(What is required): Please give an exact transcription of the records shown below.
** Opening Data excerpts block **
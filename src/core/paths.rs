// src/core/paths.rs

use crate::constants::{ENGINE_CONFIG_FILENAME, MKRS_DIR};
use anyhow::{Result, anyhow};
use std::path::{Path, PathBuf};

/// Returns the path to the mkrs configuration directory (`~/.config/mkrs`).
/// Unlike the project state directory it is never created implicitly.
pub fn get_mkrs_config_dir() -> Option<PathBuf> {
    dirs::config_dir().map(|dir| dir.join("mkrs"))
}

/// Returns the path of the user-level `config.toml`, if a config directory exists.
pub fn get_engine_config_path() -> Option<PathBuf> {
    get_mkrs_config_dir().map(|dir| dir.join(ENGINE_CONFIG_FILENAME))
}

/// The per-project state directory (`<project_root>/.mkrs`).
pub fn project_state_dir(project_root: &Path) -> PathBuf {
    project_root.join(MKRS_DIR)
}

/// Expands `~` and environment variables in a user-supplied path.
pub fn expand_path(template: &str) -> Result<PathBuf> {
    let expanded = shellexpand::full(template)
        .map_err(|e| anyhow!("Failed to expand path '{}': {}", template, e))?;
    Ok(PathBuf::from(expanded.into_owned()))
}

/// Resolves the project root: an explicit directory, or the current one.
/// The result is canonical and free of Windows UNC prefixes.
pub fn resolve_project_root(explicit: Option<&Path>) -> Result<PathBuf> {
    let root = match explicit {
        Some(dir) => dir.to_path_buf(),
        None => std::env::current_dir()
            .map_err(|e| anyhow!("Could not determine the current directory: {}", e))?,
    };
    dunce::canonicalize(&root)
        .map_err(|e| anyhow!("Project directory '{}' is not accessible: {}", root.display(), e))
}
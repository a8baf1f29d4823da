// src/constants.rs

/// The name of the directory holding mkrs state for a project (at the project root).
pub const MKRS_DIR: &str = ".mkrs";

/// The name of the persistent option store file (inside .mkrs/).
pub const OPTIONS_FILENAME: &str = "options.bin";

/// The default name of the project script, looked up in the project root.
pub const DEFAULT_SCRIPT_FILENAME: &str = "mkrs.toml";

/// The name of the user-level configuration file (in ~/.config/mkrs/).
pub const ENGINE_CONFIG_FILENAME: &str = "config.toml";

/// The name under which the completion script is installed.
pub const COMPLETION_SCRIPT_NAME: &str = "mkrs";

/// The system-wide bash-completion directory.
pub const DEFAULT_COMPLETION_DIR: &str = "/usr/share/bash-completion/completions";

/// The include entry that imports every engine builtin into a script.
pub const ENGINE_INCLUDE: &str = "mkrs";

/// The target invoked when no target name is given.
pub const DEFAULT_TARGET: &str = "default";

/// Maximum nesting of target-to-target calls before we assume a cycle.
pub const MAX_CALL_DEPTH: u32 = 32;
** Closing Data excerpts block **
(Output):
filename src/core/paths.rs
// src/core/paths.rs

use crate::constants::{ENGINE_CONFIG_FILENAME, MKRS_DIR};
use anyhow::{Result, anyhow};
use std::path::{Path, PathBuf};

/// Returns the path to the mkrs configuration directory (`~/.config/mkrs`).
/// Unlike the project state directory it is never created implicitly.
pub fn get_mkrs_config_dir() -> Option<PathBuf> {
    dirs::config_dir().map(|dir| dir.join("mkrs"))
}

/// Returns the path of the user-level `config.toml`, if a config directory exists.
pub fn get_engine_config_path() -> Option<PathBuf> {
    get_mkrs_config_dir().map(|dir| dir.join(ENGINE_CONFIG_FILENAME))
}

/// The per-project state directory (`<project_root>/.mkrs`).
pub fn project_state_dir(project_root: &Path) -> PathBuf {
    project_root.join(MKRS_DIR)
}

/// Expands `~` and environment variables in a user-supplied path.
pub fn expand_path(template: &str) -> Result<PathBuf> {
    let expanded = shellexpand::full(template)
        .map_err(|e| anyhow!("Failed to expand path '{}': {}", template, e))?;
    Ok(PathBuf::from(expanded.into_owned()))
}

/// Resolves the project root: an explicit directory, or the current one.
/// The result is canonical and free of Windows UNC prefixes.
pub fn resolve_project_root(explicit: Option<&Path>) -> Result<PathBuf> {
    let root = match explicit {
        Some(dir) => dir.to_path_buf(),
        None => std::env::current_dir()
            .map_err(|e| anyhow!("Could not determine the current directory: {}", e))?,
    };
    dunce::canonicalize(&root)
        .map_err(|e| anyhow!("Project directory '{}' is not accessible: {}", root.display(), e))
}
repository a8baf1f29d4823da
// src/constants.rs

/// The name of the directory holding mkrs state for a project (at the project root).
pub const MKRS_DIR: &str = ".mkrs";

/// The name of the persistent option store file (inside .mkrs/).
pub const OPTIONS_FILENAME: &str = "options.bin";

/// The default name of the project script, looked up in the project root.
pub const DEFAULT_SCRIPT_FILENAME: &str = "mkrs.toml";

/// The name of the user-level configuration file (in ~/.config/mkrs/).
pub const ENGINE_CONFIG_FILENAME: &str = "config.toml";

/// The name under which the completion script is installed.
pub const COMPLETION_SCRIPT_NAME: &str = "mkrs";

/// The system-wide bash-completion directory.
pub const DEFAULT_COMPLETION_DIR: &str = "/usr/share/bash-completion/completions";

/// The include entry that imports every engine builtin into a script.
pub const ENGINE_INCLUDE: &str = "mkrs";

/// The target invoked when no target name is given.
pub const DEFAULT_TARGET: &str = "default";

/// Maximum nesting of target-to-target calls before we assume a cycle.
pub const MAX_CALL_DEPTH: u32 = 32;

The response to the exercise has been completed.